Exercise goal: Consider the material that follows. How many of its lines contain "zero"? Reply with the number alone.

*** Information ***

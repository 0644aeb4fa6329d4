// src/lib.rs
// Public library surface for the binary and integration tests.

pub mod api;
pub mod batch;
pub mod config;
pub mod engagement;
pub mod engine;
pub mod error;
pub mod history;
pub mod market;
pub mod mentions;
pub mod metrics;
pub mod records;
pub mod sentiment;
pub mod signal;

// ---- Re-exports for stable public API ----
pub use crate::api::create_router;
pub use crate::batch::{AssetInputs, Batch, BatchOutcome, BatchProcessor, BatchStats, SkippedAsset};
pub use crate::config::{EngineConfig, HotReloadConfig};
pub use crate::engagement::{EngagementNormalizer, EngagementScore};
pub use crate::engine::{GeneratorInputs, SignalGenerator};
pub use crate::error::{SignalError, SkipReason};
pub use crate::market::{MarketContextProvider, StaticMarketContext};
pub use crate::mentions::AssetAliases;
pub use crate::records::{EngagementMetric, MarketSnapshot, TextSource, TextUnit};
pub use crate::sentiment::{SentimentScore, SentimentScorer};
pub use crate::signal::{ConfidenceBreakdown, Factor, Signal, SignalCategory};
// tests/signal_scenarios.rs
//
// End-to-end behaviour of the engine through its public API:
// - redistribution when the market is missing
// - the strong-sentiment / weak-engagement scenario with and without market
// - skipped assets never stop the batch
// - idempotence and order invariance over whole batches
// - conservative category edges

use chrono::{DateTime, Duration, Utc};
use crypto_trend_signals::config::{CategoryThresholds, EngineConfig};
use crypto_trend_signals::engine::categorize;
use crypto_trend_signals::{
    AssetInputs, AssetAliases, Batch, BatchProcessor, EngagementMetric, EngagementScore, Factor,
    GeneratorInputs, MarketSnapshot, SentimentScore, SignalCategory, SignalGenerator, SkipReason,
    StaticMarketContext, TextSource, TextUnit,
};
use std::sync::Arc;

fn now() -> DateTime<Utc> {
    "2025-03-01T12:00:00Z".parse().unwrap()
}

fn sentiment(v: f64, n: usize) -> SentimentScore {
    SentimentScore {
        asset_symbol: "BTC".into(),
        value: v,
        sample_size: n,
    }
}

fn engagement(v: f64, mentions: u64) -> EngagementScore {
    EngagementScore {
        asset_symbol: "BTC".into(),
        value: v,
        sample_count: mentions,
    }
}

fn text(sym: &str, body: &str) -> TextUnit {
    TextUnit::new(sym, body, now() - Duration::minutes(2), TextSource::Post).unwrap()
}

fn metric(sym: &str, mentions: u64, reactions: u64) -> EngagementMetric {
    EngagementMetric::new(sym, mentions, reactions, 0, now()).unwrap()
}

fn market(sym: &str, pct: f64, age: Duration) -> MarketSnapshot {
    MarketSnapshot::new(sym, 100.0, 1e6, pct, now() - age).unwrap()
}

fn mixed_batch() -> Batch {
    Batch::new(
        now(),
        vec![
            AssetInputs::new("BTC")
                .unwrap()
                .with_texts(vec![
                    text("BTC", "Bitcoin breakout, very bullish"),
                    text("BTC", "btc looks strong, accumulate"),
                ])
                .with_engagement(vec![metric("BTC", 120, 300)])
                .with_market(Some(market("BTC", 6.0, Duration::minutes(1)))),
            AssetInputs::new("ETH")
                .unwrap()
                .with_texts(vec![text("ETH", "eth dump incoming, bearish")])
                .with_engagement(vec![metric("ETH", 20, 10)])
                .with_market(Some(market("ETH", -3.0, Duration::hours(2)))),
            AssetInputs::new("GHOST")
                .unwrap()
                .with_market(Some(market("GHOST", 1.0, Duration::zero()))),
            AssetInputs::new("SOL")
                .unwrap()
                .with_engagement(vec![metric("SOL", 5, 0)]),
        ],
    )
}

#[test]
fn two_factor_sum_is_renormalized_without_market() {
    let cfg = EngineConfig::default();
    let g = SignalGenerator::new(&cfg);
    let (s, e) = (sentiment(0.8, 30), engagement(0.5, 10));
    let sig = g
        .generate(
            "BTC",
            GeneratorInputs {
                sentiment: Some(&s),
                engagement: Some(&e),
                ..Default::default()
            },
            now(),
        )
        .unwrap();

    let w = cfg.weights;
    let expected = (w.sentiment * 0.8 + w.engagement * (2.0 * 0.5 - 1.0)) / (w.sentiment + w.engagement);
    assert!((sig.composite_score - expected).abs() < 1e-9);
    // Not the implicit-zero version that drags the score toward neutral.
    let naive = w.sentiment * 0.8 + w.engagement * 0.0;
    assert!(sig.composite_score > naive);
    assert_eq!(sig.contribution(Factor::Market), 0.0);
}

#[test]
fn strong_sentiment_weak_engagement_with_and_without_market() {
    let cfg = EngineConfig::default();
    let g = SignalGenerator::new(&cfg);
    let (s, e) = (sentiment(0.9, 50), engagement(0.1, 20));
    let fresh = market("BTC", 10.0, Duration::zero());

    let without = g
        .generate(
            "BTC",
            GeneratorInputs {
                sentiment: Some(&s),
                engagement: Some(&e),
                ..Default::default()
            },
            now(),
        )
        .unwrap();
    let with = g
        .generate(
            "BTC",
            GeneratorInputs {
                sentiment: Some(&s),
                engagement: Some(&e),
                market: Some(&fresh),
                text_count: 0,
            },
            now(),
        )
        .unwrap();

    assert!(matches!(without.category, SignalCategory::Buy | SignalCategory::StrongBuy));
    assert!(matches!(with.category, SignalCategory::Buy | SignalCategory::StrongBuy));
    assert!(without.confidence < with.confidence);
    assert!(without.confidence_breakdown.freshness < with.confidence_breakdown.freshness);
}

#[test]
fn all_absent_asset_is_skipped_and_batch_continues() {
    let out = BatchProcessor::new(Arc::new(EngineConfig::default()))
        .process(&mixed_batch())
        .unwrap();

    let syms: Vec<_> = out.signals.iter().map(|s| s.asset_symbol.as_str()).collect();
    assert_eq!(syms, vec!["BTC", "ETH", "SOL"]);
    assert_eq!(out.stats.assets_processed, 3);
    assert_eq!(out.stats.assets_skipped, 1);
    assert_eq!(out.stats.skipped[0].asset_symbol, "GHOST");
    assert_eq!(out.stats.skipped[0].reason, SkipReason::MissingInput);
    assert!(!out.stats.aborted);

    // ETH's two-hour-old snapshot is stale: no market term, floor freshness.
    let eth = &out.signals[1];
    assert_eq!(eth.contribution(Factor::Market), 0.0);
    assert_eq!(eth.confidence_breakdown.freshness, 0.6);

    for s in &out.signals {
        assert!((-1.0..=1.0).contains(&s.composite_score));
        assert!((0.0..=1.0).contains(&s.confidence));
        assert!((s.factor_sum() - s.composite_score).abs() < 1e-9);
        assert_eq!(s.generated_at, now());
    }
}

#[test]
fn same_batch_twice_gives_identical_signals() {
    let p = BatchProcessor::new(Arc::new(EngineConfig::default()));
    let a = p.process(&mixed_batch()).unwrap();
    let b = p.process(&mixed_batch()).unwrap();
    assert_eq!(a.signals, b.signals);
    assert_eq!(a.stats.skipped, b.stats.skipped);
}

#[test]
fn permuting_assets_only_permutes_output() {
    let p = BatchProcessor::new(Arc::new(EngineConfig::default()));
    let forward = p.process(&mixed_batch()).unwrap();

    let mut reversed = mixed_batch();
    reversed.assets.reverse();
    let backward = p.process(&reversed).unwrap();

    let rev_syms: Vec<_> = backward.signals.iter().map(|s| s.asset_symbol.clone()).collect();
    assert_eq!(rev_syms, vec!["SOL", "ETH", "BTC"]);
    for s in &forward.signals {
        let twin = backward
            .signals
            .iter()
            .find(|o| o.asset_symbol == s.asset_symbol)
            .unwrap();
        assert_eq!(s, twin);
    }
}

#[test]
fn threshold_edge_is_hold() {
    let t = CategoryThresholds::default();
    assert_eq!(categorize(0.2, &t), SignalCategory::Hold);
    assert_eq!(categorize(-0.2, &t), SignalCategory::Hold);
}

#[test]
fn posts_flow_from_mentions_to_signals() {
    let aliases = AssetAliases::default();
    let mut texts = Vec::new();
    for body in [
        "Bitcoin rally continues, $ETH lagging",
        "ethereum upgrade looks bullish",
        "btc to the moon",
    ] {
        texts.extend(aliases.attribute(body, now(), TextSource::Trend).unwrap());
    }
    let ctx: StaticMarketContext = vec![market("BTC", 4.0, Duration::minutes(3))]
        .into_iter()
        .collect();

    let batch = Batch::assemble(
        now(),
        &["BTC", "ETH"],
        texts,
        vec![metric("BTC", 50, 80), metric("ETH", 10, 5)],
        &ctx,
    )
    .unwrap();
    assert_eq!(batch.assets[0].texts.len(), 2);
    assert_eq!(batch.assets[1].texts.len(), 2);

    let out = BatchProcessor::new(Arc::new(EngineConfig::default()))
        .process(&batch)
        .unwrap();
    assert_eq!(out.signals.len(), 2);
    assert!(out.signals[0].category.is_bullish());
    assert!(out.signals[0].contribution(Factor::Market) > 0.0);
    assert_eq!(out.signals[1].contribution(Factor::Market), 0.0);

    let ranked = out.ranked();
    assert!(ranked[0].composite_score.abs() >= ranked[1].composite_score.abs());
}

*** End of Information ***

Output of the exercise: 3